Аллен, равнодушно следивший за его движениями, увидев, чей это портрет, тоже встал.
— Мария… — выдохнул он.
— Да, — сказал Клаус. — Так зовут эту девушку. Она самая красивая на «Йоми Мару» и из всех, кого мне приходилось когда-либо рисовать.
— Согласен с вами, — сказал Каяхара. — Когда мы с мисс Марией были в ресторане, мужчины не сводили с нее глаз.
Слушая эти слова капитана, Аллен тоже не сводил глаз с портрета. Художник выбрал для него фоном штормовой океан. Неистовая стихия, пенные гребни и спокойное, безмятежное лицо молодой женщины. Такое знакомое, родное.
— Уважаемый Клаус, назовите цену. Я покупаю портрет, — предложил Аллен.
— Он не продается. Я уже сказал, что хочу его подарить этой девушке.
— Марии Леоновой сейчас нездоровится.
— Что с ней случилось?
— Сильные головные боли.
— Когда она мне позировала, я видел в ее глазах боль. Что-то мучило ее.
— Господин художник, почему бы вам не встретиться с девушкой чуть позже, когда мы выйдем в море? — предложил капитан.
— Американские друзья хлопочут за меня. И хотят отправить в Европу на пассажирском судне ближайшим рейсом.
— Надеюсь, вы не заберете с собой картину? — спросил Аллен.
Клаус задумался.
— Так и быть. Сделайте это от моего имени, мистер Аллен. Вот мой венский адрес. Напишите, понравился ли ей портрет.
Аллен принял из рук Клауса портрет, и ему показалось, что он обнял Марию.
— Как себя чувствуешь, дорогая?
— Гораздо лучше. Меня усыпил дождь, и мне приснился сон. Но я его не досмотрела.
— Это я виноват, что разбудил тебя. Что же ты видела?
— Много чего видела. Видела маму, склонившуюся над швейной машинкой… Потом бегала по лужам… Видела каток во дворе… Мужика в тулупе, который меня однажды испугал до смерти… Золотую паутину на нашем чердаке, а в ней — зеленую-презеленую муху… Видела папу, он читал нам с сестрой Евангелие… Соседского мальчика Митю, грызущего яблоко… Видела бабушку перед иконкой, ее сгорбленную спину… И дедушку видела, как он закуривает трубку от свечи… А перед тем, как ты разбудил меня, пыталась залезть на дерево.

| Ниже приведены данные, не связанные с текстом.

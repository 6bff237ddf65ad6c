//! Voice transcript interpretation
//!
//! Speech-to-text happens outside the crate. A final transcript is matched
//! against a small fixed vocabulary; the first matching phrase wins, with
//! longer phrases checked before the words they contain.

use crate::command::Command;
use crate::composition::NoteDuration;

/// Map a transcript to a command, or `None` when nothing matches
pub fn parse_transcript(transcript: &str) -> Option<Command> {
    let text = transcript.trim().to_lowercase();
    if text.is_empty() {
        return None;
    }
    let has_word = |w: &str| text.split(|c: char| !c.is_alphanumeric()).any(|t| t == w);

    if text.contains("add rest") {
        return Some(Command::AddRest);
    }
    for duration in NoteDuration::ALL {
        if text.contains(&format!("{} note", duration.as_str())) {
            return Some(Command::SetDuration(duration));
        }
    }
    if text.contains("octave up") || has_word("higher") {
        return Some(Command::OctaveUp);
    }
    if text.contains("octave down") || has_word("lower") {
        return Some(Command::OctaveDown);
    }

    let words: [(&str, Command); 11] = [
        ("add", Command::AddNote),
        ("play", Command::Play),
        ("stop", Command::Stop),
        ("undo", Command::Undo),
        ("clear", Command::Clear),
        ("reset", Command::Clear),
        ("sharp", Command::Sharp),
        ("flat", Command::Flat),
        ("natural", Command::Natural),
        ("faster", Command::Faster),
        ("slower", Command::Slower),
    ];
    words
        .iter()
        .find(|(word, _)| has_word(word))
        .map(|&(_, command)| command)
}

И не удержалась… Видишь, шрам на локте…
Она приподняла рукав.
— Ты хотела бы вернуться назад, в свой сон?
— Нет. Потому что там не было тебя.
Аллен взял ее руки в свои:
— Скажи откровенно. Тебе и в самом деле стало лучше?
— Когда ты рядом, боль отступает. Но когда уходишь, когда тебя нет…

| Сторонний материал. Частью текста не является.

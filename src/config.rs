//! Session configuration
//!
//! Configuration is an immutable snapshot. [`ConfigHandle`] hands out
//! `Arc<SessionConfig>` and replaces the whole snapshot on update, so a reader
//! holding an `Arc` never sees a half-applied change.

use std::fs;
use std::path::Path;
use std::sync::Arc;

use serde::{Deserialize, Serialize};

use crate::audio::{Adsr, Timbre, VoiceMode};
use crate::composition::TimeSignature;
use crate::error::{Result, SolfaError};

/// Thresholds for the geometric sign / flat-hand classifier
#[derive(Debug, Clone, PartialEq, Serialize, Deserialize)]
#[serde(default)]
pub struct ClassifierConfig {
    /// A finger with an extension ratio below this is curled
    pub curled_max: f32,
    /// A finger with an extension ratio above this is extended
    pub extended_min: f32,
    /// Thumb extension above this counts as an extended thumb
    pub thumb_extended_min: f32,
    /// Every finger (thumb included) must reach this for a flat hand
    pub flat_extension_min: f32,
    /// Minimum palm facing score for a flat hand
    pub flat_facing_min: f32,
    /// Maximum palm tilt (degrees from the camera axis) for a flat hand
    pub flat_tilt_max_deg: f32,
    /// Minimum normalized finger spread for a flat hand
    pub flat_spread_min: f32,
    /// Minimum bounding-box area (normalized frame units) for a flat hand
    pub flat_area_min: f32,
}

impl Default for ClassifierConfig {
    fn default() -> Self {
        Self {
            curled_max: 0.65,
            extended_min: 0.85,
            thumb_extended_min: 0.8,
            flat_extension_min: 0.85,
            flat_facing_min: 0.7,
            flat_tilt_max_deg: 35.0,
            flat_spread_min: 0.25,
            flat_area_min: 0.01,
        }
    }
}

/// Per-channel debounce settings
#[derive(Debug, Clone, PartialEq, Serialize, Deserialize)]
#[serde(default)]
pub struct DebounceConfig {
    /// Minimum classifier confidence for a frame to count
    pub confidence_threshold: f32,
    /// Consecutive agreeing frames required to commit
    pub hold_frames: u32,
}

impl Default for DebounceConfig {
    fn default() -> Self {
        Self {
            confidence_threshold: 0.85,
            hold_frames: 12,
        }
    }
}

/// Zone residency control settings
#[derive(Debug, Clone, PartialEq, Serialize, Deserialize)]
#[serde(default)]
pub struct ZoneConfig {
    /// Time a flat hand must stay in one zone to complete a hold
    pub hold_ms: u64,
    /// Minimum time between two fired actions on one channel
    pub cooldown_ms: u64,
}

impl Default for ZoneConfig {
    fn default() -> Self {
        Self {
            hold_ms: 3000,
            cooldown_ms: 2000,
        }
    }
}

/// Motion pattern control settings
#[derive(Debug, Clone, PartialEq, Serialize, Deserialize)]
#[serde(default)]
pub struct MotionConfig {
    /// Length of the rolling wrist-position window
    pub window_ms: u64,
    /// History required before anything is classified
    pub min_history_ms: u64,
    /// Vertical range that counts as an add/confirm stroke
    pub vertical_range: f32,
    /// Horizontal range that counts as an undo swipe
    pub horizontal_range: f32,
    /// Offset of the mean x from frame centre that counts as a sustained bias
    pub bias: f32,
    /// A biased hand must stay within this horizontal range
    pub bias_max_range: f32,
    /// Minimum time between two fired actions
    pub cooldown_ms: u64,
}

impl Default for MotionConfig {
    fn default() -> Self {
        Self {
            window_ms: 2000,
            min_history_ms: 500,
            vertical_range: 0.25,
            horizontal_range: 0.30,
            bias: 0.2,
            bias_max_range: 0.1,
            cooldown_ms: 2000,
        }
    }
}

/// Composition limits and defaults
#[derive(Debug, Clone, PartialEq, Serialize, Deserialize)]
#[serde(default)]
pub struct CompositionConfig {
    pub min_octave: i32,
    pub max_octave: i32,
    pub default_octave: i32,
    pub default_tempo: u32,
    pub min_tempo: u32,
    pub max_tempo: u32,
    /// BPM change applied by `faster` / `slower`
    pub tempo_step: u32,
    /// Undo history depth
    pub max_history: usize,
    /// Fraction of a note's beat length that actually sounds on playback
    pub gate_fraction: f64,
    pub time_signature: TimeSignature,
}

impl Default for CompositionConfig {
    fn default() -> Self {
        Self {
            min_octave: 2,
            max_octave: 6,
            default_octave: 4,
            default_tempo: 120,
            min_tempo: 40,
            max_tempo: 240,
            tempo_step: 10,
            max_history: 50,
            gate_fraction: 0.8,
            time_signature: TimeSignature::default(),
        }
    }
}

/// Audio engine settings
#[derive(Debug, Clone, PartialEq, Serialize, Deserialize)]
#[serde(default)]
pub struct AudioConfig {
    pub sample_rate: u32,
    /// Master output gain (linear, 0-1)
    pub master_volume: f32,
    /// Peak level reached by a note envelope (linear, 0-1)
    pub note_peak: f32,
    pub envelope: Adsr,
    pub timbre: Timbre,
    pub voice_mode: VoiceMode,
    /// Delay between the end of a release and disposal of the voice graph
    pub dispose_grace_ms: u64,
}

impl Default for AudioConfig {
    fn default() -> Self {
        Self {
            sample_rate: 48000,
            master_volume: 0.7,
            note_peak: 0.3,
            envelope: Adsr::default(),
            timbre: Timbre::default(),
            voice_mode: VoiceMode::Polyphonic,
            dispose_grace_ms: 50,
        }
    }
}

/// Autosave settings
#[derive(Debug, Clone, PartialEq, Serialize, Deserialize)]
#[serde(default)]
pub struct AutosaveConfig {
    pub enabled: bool,
    pub interval_ms: u64,
    /// Key the snapshot is written under
    pub key: String,
}

impl Default for AutosaveConfig {
    fn default() -> Self {
        Self {
            enabled: true,
            interval_ms: 10_000,
            key: "solfa.autosave".to_string(),
        }
    }
}

/// Which input modalities drive the session besides the melody hand
#[derive(Debug, Clone, Copy, PartialEq, Eq, Default, Serialize, Deserialize)]
#[serde(rename_all = "snake_case")]
pub enum InputMode {
    /// Melody hand only; commands come from the API
    HandOnly,
    /// Melody hand plus voice transcripts
    HandVoice,
    /// Melody hand plus flat-hand zone residency on the control hand
    #[default]
    HandZones,
    /// Melody hand plus wrist motion patterns on the control hand
    HandMotion,
}

/// Complete configuration snapshot for a session
#[derive(Debug, Clone, PartialEq, Default, Serialize, Deserialize)]
#[serde(default)]
pub struct SessionConfig {
    pub input_mode: InputMode,
    /// Append every committed melody sign to the composition
    pub record_commits: bool,
    pub classifier: ClassifierConfig,
    pub debounce: DebounceConfig,
    pub zones: ZoneConfig,
    pub motion: MotionConfig,
    pub composition: CompositionConfig,
    pub audio: AudioConfig,
    pub autosave: AutosaveConfig,
}

impl SessionConfig {
    /// Parse a configuration from JSON; missing fields take their defaults
    pub fn from_json_str(json: &str) -> Result<Self> {
        let config: SessionConfig = serde_json::from_str(json)?;
        config.validate()?;
        Ok(config)
    }

    /// Load a configuration file
    pub fn load(path: &Path) -> Result<Self> {
        let content = fs::read_to_string(path)?;
        Self::from_json_str(&content)
    }

    /// Check cross-field constraints
    pub fn validate(&self) -> Result<()> {
        let invalid = |reason: &str| {
            Err(SolfaError::InvalidConfig {
                reason: reason.to_string(),
            })
        };

        if self.debounce.hold_frames == 0 {
            return invalid("debounce.hold_frames must be at least 1");
        }
        if !(0.0..=1.0).contains(&self.debounce.confidence_threshold) {
            return invalid("debounce.confidence_threshold must be within 0..=1");
        }
        if self.classifier.curled_max >= self.classifier.extended_min {
            return invalid("classifier.curled_max must be below classifier.extended_min");
        }
        if self.zones.hold_ms == 0 {
            return invalid("zones.hold_ms must be positive");
        }
        if self.motion.window_ms < self.motion.min_history_ms {
            return invalid("motion.window_ms must cover motion.min_history_ms");
        }

        let c = &self.composition;
        if c.min_octave > c.max_octave {
            return invalid("composition.min_octave exceeds composition.max_octave");
        }
        if !(c.min_octave..=c.max_octave).contains(&c.default_octave) {
            return invalid("composition.default_octave is outside the octave range");
        }
        if c.min_tempo == 0 || c.min_tempo > c.max_tempo {
            return invalid("composition tempo range is empty");
        }
        if !(c.min_tempo..=c.max_tempo).contains(&c.default_tempo) {
            return invalid("composition.default_tempo is outside the tempo range");
        }
        if c.max_history == 0 {
            return invalid("composition.max_history must be at least 1");
        }
        if !(c.gate_fraction > 0.0 && c.gate_fraction <= 1.0) {
            return invalid("composition.gate_fraction must be within (0, 1]");
        }

        if self.audio.sample_rate < 8000 {
            return invalid("audio.sample_rate must be at least 8000 Hz");
        }
        if self.autosave.enabled && self.autosave.interval_ms == 0 {
            return invalid("autosave.interval_ms must be positive");
        }
        Ok(())
    }
}

/// Owner of the current configuration snapshot
#[derive(Debug, Clone)]
pub struct ConfigHandle {
    current: Arc<SessionConfig>,
}

impl ConfigHandle {
    /// Wrap a validated configuration
    pub fn new(config: SessionConfig) -> Result<Self> {
        config.validate()?;
        Ok(Self {
            current: Arc::new(config),
        })
    }

    /// Current snapshot
    pub fn snapshot(&self) -> Arc<SessionConfig> {
        Arc::clone(&self.current)
    }

    /// Build a new snapshot from the current one.
    ///
    /// On validation failure the current snapshot is left untouched.
    pub fn update(&mut self, change: impl FnOnce(&mut SessionConfig)) -> Result<Arc<SessionConfig>> {
        let mut next = (*self.current).clone();
        change(&mut next);
        next.validate()?;
        self.current = Arc::new(next);
        Ok(self.snapshot())
    }
}

impl Default for ConfigHandle {
    fn default() -> Self {
        Self {
            current: Arc::new(SessionConfig::default()),
        }
    }
}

— Давай договоримся… Нам осталось быть в Нью-Йорке три или четыре дня. Это время ты проведешь в палате. Запомни, для тебя я еще и начальник колонии.
— И в ответе за своих подчиненных, — досказала Мария и обняла его за плечи.
— Да, отвечаю. За их здоровье и жизнь.
— Раз так, я согласна. Отвези меня утром в госпиталь. А сейчас налей нам вина.
— Тебе нельзя.
— Я только пригублю.
— За нас с тобой!
— За нашу любовь!
— У меня для тебя подарок.
— Еще один? Ты ведь недавно подарил мне браслет.
— Угадай, что я принес на этот раз.
Началась игра, такая знакомая и любимая ими.
— Что-то маленькое? Что можно сжать в кулаке? — предположила Мария.